После расправы царского правительства над декабристами в 1825–1826 гг. наступила жестокая реакция. Николай I надеялся репрессивными мерами подавить любое оппозиционное движение в стране. Император торжественно заявил своему брату Михаилу после восстания декабристов: «Революция на пороге России, но клянусь, она не проникнет в нее, пока во мне сохранится дыхание жизни»[27].
Для усиления обычной полицейской деятельности был создан еще один орган — III отделение «собственной его императорского величества канцелярии», которому был придан корпус жандармов.
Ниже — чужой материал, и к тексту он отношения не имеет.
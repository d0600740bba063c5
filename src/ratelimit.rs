//! Sliding-window rate limiter with escalating bans.
//!
//! Grounded in `server/src/voice/rate_limit.rs` (`VoiceRateLimiter`'s
//! `RwLock<HashMap<..>>` + periodic `cleanup()` shape) and
//! `server/src/ratelimit/limiter.rs` (the ban/allowlist/`retry_after`
//! accounting idiom), adapted from the teacher's fixed-interval and
//! Redis-backed admission checks to spec.md §4.2's in-memory sliding window
//! with an escalating ban threshold.

use std::collections::HashMap;
use std::sync::Arc;
use std::time::Duration;

use tokio::sync::RwLock;
use tokio::time::Instant;
use tracing::warn;

/// Tunables for [`RateLimiter`]. Defaults are illustrative; callers are
/// expected to size these for their own admission policy.
#[derive(Debug, Clone, Copy)]
pub struct RateLimiterConfig {
    /// Maximum requests allowed per window before throttling begins.
    pub limit: u32,
    /// Sliding window width.
    pub window: Duration,
    /// Extra requests beyond `limit` within the window that trigger a ban.
    pub ban_threshold: u32,
    /// Duration of a ban once triggered.
    pub ban_duration: Duration,
}

impl Default for RateLimiterConfig {
    fn default() -> Self {
        Self {
            limit: 100,
            window: Duration::from_secs(60),
            ban_threshold: 20,
            ban_duration: Duration::from_secs(300),
        }
    }
}

/// Outcome of a [`RateLimiter::check`] call.
#[derive(Debug, Clone, Copy, PartialEq, Eq)]
pub struct CheckResult {
    pub allowed: bool,
    /// Milliseconds until the caller may retry; `None` when allowed.
    pub retry_after: Option<Duration>,
    /// Requests still permitted in the current window; `None` when denied.
    pub remaining: Option<u32>,
}

/// Read-only view of an identifier's current admission state.
#[derive(Debug, Clone)]
pub struct RateLimiterStats {
    pub count_in_window: usize,
    pub banned_until: Option<Instant>,
}

#[derive(Debug, Default)]
struct Entry {
    timestamps: Vec<Instant>,
    banned_until: Option<Instant>,
}

/// Sliding-window admission limiter keyed by an arbitrary string identifier
/// (user id, connection id, IP — the caller decides).
pub struct RateLimiter {
    config: RateLimiterConfig,
    entries: RwLock<HashMap<String, Entry>>,
}

impl RateLimiter {
    #[must_use]
    pub fn new(config: RateLimiterConfig) -> Self {
        Self {
            config,
            entries: RwLock::new(HashMap::new()),
        }
    }

    /// Check and, if admitted, record a request for `identifier`.
    ///
    /// Implements spec.md §4.2's five-step algorithm: live ban short-circuits
    /// first, then the window is trimmed, then (in order) the ban threshold,
    /// the plain limit, and finally admission.
    pub async fn check(&self, identifier: &str) -> CheckResult {
        let now = Instant::now();
        let mut entries = self.entries.write().await;
        let entry = entries.entry(identifier.to_string()).or_default();

        if let Some(banned_until) = entry.banned_until {
            if now < banned_until {
                return CheckResult {
                    allowed: false,
                    retry_after: Some(banned_until - now),
                    remaining: None,
                };
            }
            entry.banned_until = None;
        }

        let window_start = now.checked_sub(self.config.window).unwrap_or(now);
        entry.timestamps.retain(|t| *t >= window_start);

        let retained = entry.timestamps.len() as u32;

        if retained >= self.config.limit + self.config.ban_threshold {
            let banned_until = now + self.config.ban_duration;
            entry.banned_until = Some(banned_until);
            warn!(
                identifier,
                retained, "identifier exceeded ban threshold; banning"
            );
            return CheckResult {
                allowed: false,
                retry_after: Some(self.config.ban_duration),
                remaining: None,
            };
        }

        if retained >= self.config.limit {
            let oldest = entry.timestamps.first().copied().unwrap_or(now);
            let retry_after = self
                .config
                .window
                .checked_sub(now.saturating_duration_since(oldest))
                .unwrap_or(Duration::ZERO);
            return CheckResult {
                allowed: false,
                retry_after: Some(retry_after),
                remaining: None,
            };
        }

        entry.timestamps.push(now);
        CheckResult {
            allowed: true,
            retry_after: None,
            remaining: Some(self.config.limit - retained - 1),
        }
    }

    /// Clear all tracked state (timestamps and ban) for `identifier`.
    pub async fn reset(&self, identifier: &str) {
        self.entries.write().await.remove(identifier);
    }

    /// Read-only snapshot of an identifier's state, if any requests have
    /// been recorded for it.
    pub async fn get_stats(&self, identifier: &str) -> Option<RateLimiterStats> {
        let entries = self.entries.read().await;
        entries.get(identifier).map(|entry| RateLimiterStats {
            count_in_window: entry.timestamps.len(),
            banned_until: entry.banned_until,
        })
    }

    /// `true` if `identifier` is currently within a live ban.
    pub async fn get_banned(&self, identifier: &str) -> bool {
        let entries = self.entries.read().await;
        entries
            .get(identifier)
            .and_then(|e| e.banned_until)
            .is_some_and(|until| Instant::now() < until)
    }

    /// Number of identifiers with any tracked state.
    pub async fn size(&self) -> usize {
        self.entries.read().await.len()
    }

    /// Drop empty timestamp lists and expired bans. Intended to run on a
    /// `window`-period timer (see [`RateLimiter::spawn_sweeper`]).
    pub async fn sweep(&self) {
        let now = Instant::now();
        let window_start = now.checked_sub(self.config.window).unwrap_or(now);
        let mut entries = self.entries.write().await;
        entries.retain(|_, entry| {
            entry.timestamps.retain(|t| *t >= window_start);
            let ban_live = entry.banned_until.is_some_and(|until| now < until);
            ban_live || !entry.timestamps.is_empty()
        });
    }

    /// Spawn a background task that calls [`Self::sweep`] every `window`.
    /// The returned handle should be aborted on shutdown.
    pub fn spawn_sweeper(self: &Arc<Self>) -> tokio::task::JoinHandle<()> {
        let limiter = self.clone();
        let interval = limiter.config.window;
        tokio::spawn(async move {
            let mut ticker = tokio::time::interval(interval);
            loop {
                ticker.tick().await;
                limiter.sweep().await;
            }
        })
    }
}

#[cfg(test)]
mod tests {
    use super::*;

    fn limiter(limit: u32, ban_threshold: u32) -> RateLimiter {
        RateLimiter::new(RateLimiterConfig {
            limit,
            window: Duration::from_millis(1000),
            ban_threshold,
            ban_duration: Duration::from_millis(500),
        })
    }

    #[tokio::test]
    async fn allows_up_to_limit_then_denies_without_recording() {
        let rl = limiter(3, 2);
        for _ in 0..3 {
            assert!(rl.check("x").await.allowed);
        }
        let denied = rl.check("x").await;
        assert!(!denied.allowed);
        assert!(denied.retry_after.is_some());

        let stats = rl.get_stats("x").await.unwrap();
        assert_eq!(stats.count_in_window, 3);
    }

    #[tokio::test]
    async fn crossing_ban_threshold_bans_identifier() {
        let rl = limiter(3, 2);
        for _ in 0..3 {
            assert!(rl.check("x").await.allowed);
        }
        // Two denials beyond the limit — not yet banned.
        assert!(!rl.check("x").await.allowed);
        assert!(!rl.check("x").await.allowed);
        // The 6th call (limit + ban_threshold) bans.
        let banned = rl.check("x").await;
        assert!(!banned.allowed);
        assert!(rl.get_banned("x").await);

        // Subsequent calls stay denied for the ban's duration.
        let still_banned = rl.check("x").await;
        assert!(!still_banned.allowed);
        assert!(still_banned.retry_after.is_some());
    }

    #[tokio::test]
    async fn ban_expires_and_admits_again() {
        let rl = limiter(1, 0);
        assert!(rl.check("x").await.allowed);
        // 2nd call crosses limit+ban_threshold (1+0) immediately.
        assert!(!rl.check("x").await.allowed);
        assert!(rl.get_banned("x").await);

        tokio::time::sleep(Duration::from_millis(550)).await;
        assert!(!rl.get_banned("x").await);
        assert!(rl.check("x").await.allowed);
    }

    #[tokio::test]
    async fn independent_identifiers_do_not_interfere() {
        let rl = limiter(1, 0);
        assert!(rl.check("a").await.allowed);
        assert!(rl.check("b").await.allowed);
    }

    #[tokio::test]
    async fn reset_clears_ban_and_timestamps() {
        let rl = limiter(1, 0);
        assert!(rl.check("x").await.allowed);
        assert!(!rl.check("x").await.allowed);
        rl.reset("x").await;
        assert!(rl.get_stats("x").await.is_none());
        assert!(rl.check("x").await.allowed);
    }

    #[tokio::test]
    async fn sweep_removes_empty_and_expired_entries() {
        let rl = limiter(5, 0);
        rl.check("x").await;
        tokio::time::sleep(Duration::from_millis(1100)).await;
        rl.sweep().await;
        assert_eq!(rl.size().await, 0);
    }
}
//! End-to-end scenario tests exercising the handler registry against
//! full JSON frames, matching the concrete scenarios enumerated in
//! spec.md §8.

mod common;

use std::sync::Arc;
use std::time::Duration;

use common::stub_transport_and_carrier;
use pulsewave_core::emitter::EventEmitter;
use pulsewave_core::handlers::{build_default_registry, HandlerContext};
use pulsewave_core::protocol::PulseEvent;
use serde_json::json;

fn new_context() -> (HandlerContext, Arc<RecordedEvents>) {
    let (transport, carrier) = stub_transport_and_carrier();
    let events: Arc<EventEmitter<PulseEvent>> = Arc::new(EventEmitter::new());
    let recorded = Arc::new(RecordedEvents::default());
    let recorded_for_listener = recorded.clone();
    events.on(move |event: &PulseEvent| {
        recorded_for_listener.record(event);
    });
    (HandlerContext::new(transport, carrier, events), recorded)
}

#[derive(Default)]
struct RecordedEvents {
    names: parking_lot::Mutex<Vec<String>>,
}

impl RecordedEvents {
    fn record(&self, event: &PulseEvent) {
        let name = match event {
            PulseEvent::LocalParticipantJoined { .. } => "local-participant-joined",
            PulseEvent::ParticipantJoined { .. } => "participant-joined",
            PulseEvent::ParticipantLeft { .. } => "participant-left",
            PulseEvent::TrackPublished { .. } => "track-published",
            PulseEvent::TrackUnpublished { .. } => "track-unpublished",
            PulseEvent::TrackMuted { .. } => "track-muted",
            PulseEvent::TrackUnmuted { .. } => "track-unmuted",
            PulseEvent::TrackUnsubscribed { .. } => "track-unsubscribed",
            PulseEvent::DataReceived { .. } => "data-received",
            PulseEvent::CallReceived { .. } => "call-received",
            PulseEvent::CallAccepted { .. } => "call-accepted",
            PulseEvent::CallRejected { .. } => "call-rejected",
            PulseEvent::Error { .. } => "error",
            PulseEvent::LayerChanged { .. } => "layer-changed",
            PulseEvent::QualityAdjusted { .. } => "quality-adjusted",
        };
        self.names.lock().push(name.to_string());
    }

    fn contains(&self, name: &str) -> bool {
        self.names.lock().iter().any(|n| n == name)
    }

    fn count(&self, name: &str) -> usize {
        self.names.lock().iter().filter(|n| *n == name).count()
    }
}

#[tokio::test]
async fn scenario_1_join_with_pre_existing_participants() {
    let registry = build_default_registry();
    let (mut ctx, events) = new_context();

    registry
        .dispatch(
            &mut ctx,
            json!({
                "type": "joined",
                "room": {"id": "r1"},
                "participant": {"sid": "L", "identity": "alice"},
                "otherParticipants": [
                    {"sid": "B", "identity": "bob", "tracks": [{"sid": "t1", "kind": "audio", "muted": false}]}
                ],
            }),
        )
        .await;

    assert!(events.contains("local-participant-joined"));
    assert!(events.contains("participant-joined"));
    assert_eq!(ctx.room.local_participant().unwrap().identity, "alice");
    let bob = ctx.room.remote_participant("B").unwrap();
    assert!(bob.publication("t1").is_some());

    // auto_subscribe defaults true and fires a deferred subscribe_to_track;
    // give the spawned task a moment to run.
    tokio::time::sleep(Duration::from_millis(20)).await;
}

#[tokio::test]
async fn scenario_2_unpublish_preserves_publication_record() {
    let registry = build_default_registry();
    let (mut ctx, _events) = new_context();

    registry
        .dispatch(&mut ctx, json!({"type": "participant_joined", "participant": {"sid": "B", "identity": "bob"}}))
        .await;
    registry
        .dispatch(
            &mut ctx,
            json!({"type": "track_published", "participantSid": "B", "track": {"sid": "t1", "kind": "audio"}}),
        )
        .await;
    registry
        .dispatch(&mut ctx, json!({"type": "track_unpublished", "participantSid": "B", "trackSid": "t1"}))
        .await;

    let bob = ctx.room.remote_participant("B").unwrap();
    let publication = bob.publication("t1").unwrap();
    assert!(publication.handle().is_none());

    // Re-publishing the same sid must not create a duplicate descriptor.
    registry
        .dispatch(
            &mut ctx,
            json!({"type": "track_published", "participantSid": "B", "track": {"sid": "t1", "kind": "audio"}}),
        )
        .await;
    let bob = ctx.room.remote_participant("B").unwrap();
    assert_eq!(bob.publications().len(), 1);
}

#[tokio::test]
async fn scenario_5_unknown_type_frame_is_a_silent_no_op() {
    let registry = build_default_registry();
    let (mut ctx, events) = new_context();

    registry.dispatch(&mut ctx, json!({"type": "wat", "foo": 1})).await;

    assert_eq!(ctx.room.participant_count(), 0);
    assert_eq!(events.names.lock().len(), 0);
}

#[tokio::test]
async fn scenario_6_participant_left_cleans_up() {
    let registry = build_default_registry();
    let (mut ctx, events) = new_context();

    registry
        .dispatch(&mut ctx, json!({"type": "participant_joined", "participant": {"sid": "B", "identity": "bob"}}))
        .await;
    registry
        .dispatch(&mut ctx, json!({"type": "participant_left", "participantSid": "B"}))
        .await;

    assert!(ctx.room.remote_participant("B").is_none());
    assert!(events.contains("participant-left"));

    // Subsequent track events for "B" are silent no-ops, not errors.
    registry
        .dispatch(
            &mut ctx,
            json!({"type": "track_published", "participantSid": "B", "track": {"sid": "t9", "kind": "video"}}),
        )
        .await;
    assert_eq!(events.count("track-published"), 0);
}

/// P5: dispatch is total — arbitrary malformed or adversarial JSON never
/// causes an unhandled error or panic.
#[tokio::test]
async fn property_dispatch_is_total_for_arbitrary_input() {
    let registry = build_default_registry();
    let (mut ctx, _events) = new_context();

    for input in [
        json!(null),
        json!(1),
        json!("just a string"),
        json!([1, 2, 3]),
        json!({}),
        json!({"type": 123}),
        json!({"type": "track_published"}),
        json!({"type": "data_consumer_created", "id": "c1"}),
    ] {
        registry.dispatch(&mut ctx, input).await;
    }
}

/// P2 (emitter-level) exercised end to end: a listener registered while
/// handling `participant-joined` does not also see that same emission.
#[tokio::test]
async fn property_listener_registered_during_emit_skips_current_pass() {
    let registry = build_default_registry();
    let (mut ctx, _events) = new_context();
    let events = ctx.events.clone();
    let late_fired = Arc::new(std::sync::atomic::AtomicBool::new(false));
    let late_fired_for_closure = late_fired.clone();
    let events_for_listener = events.clone();

    events.on(move |_event: &PulseEvent| {
        let late_fired_inner = late_fired_for_closure.clone();
        events_for_listener.on(move |_| {
            late_fired_inner.store(true, std::sync::atomic::Ordering::SeqCst);
        });
    });

    registry
        .dispatch(&mut ctx, json!({"type": "participant_joined", "participant": {"sid": "B", "identity": "bob"}}))
        .await;
    assert!(!late_fired.load(std::sync::atomic::Ordering::SeqCst));

    registry
        .dispatch(&mut ctx, json!({"type": "participant_joined", "participant": {"sid": "C", "identity": "carol"}}))
        .await;
    assert!(late_fired.load(std::sync::atomic::Ordering::SeqCst));
}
Николай I мечтал превратить страну в чиновничье-военную машину, своего рода грандиозную казарму, где каждый человек должен знать «свой шесток» в четкой многослойной иерархии (причем обязан был навсегда остаться сословно «прикрепленным»: царь не поощрял вольные занятия и переход в другое сословие), беспрекословно исполнять приказания высших инстанций и не «сметь свои суждения иметь». Все социальные, административные и т. п. изменения могли совершаться лишь по предначертаниям царя (иногда с помощью любимых министров или опять-таки созданных царем секретных комитетов). Даже дворянам не разрешалось обсуждать интересующие их вопросы, например систему крепостного права. Попытки некоторых журналистов печатать самостоятельные проблемные статьи заканчивались весьма плачевно — запрещением журнала. Так в 1832 г. был закрыт «Европеец» И. В. Киреевского, в 1834 — «Московский телеграф» Н. А. Полевого, в 1836 — «Телескоп» Н. И. Надеждина.
В страхе перед европейскими радикальными движениями Николай I сильно ограничил культурные связи России и Западной Европы, ограничил поездки русских людей за границу и ввоз в страну книг и периодических изданий; в университете к концу царствования Николая I были закрыты кафедры философии (преподавание основ философии было поручено священникам).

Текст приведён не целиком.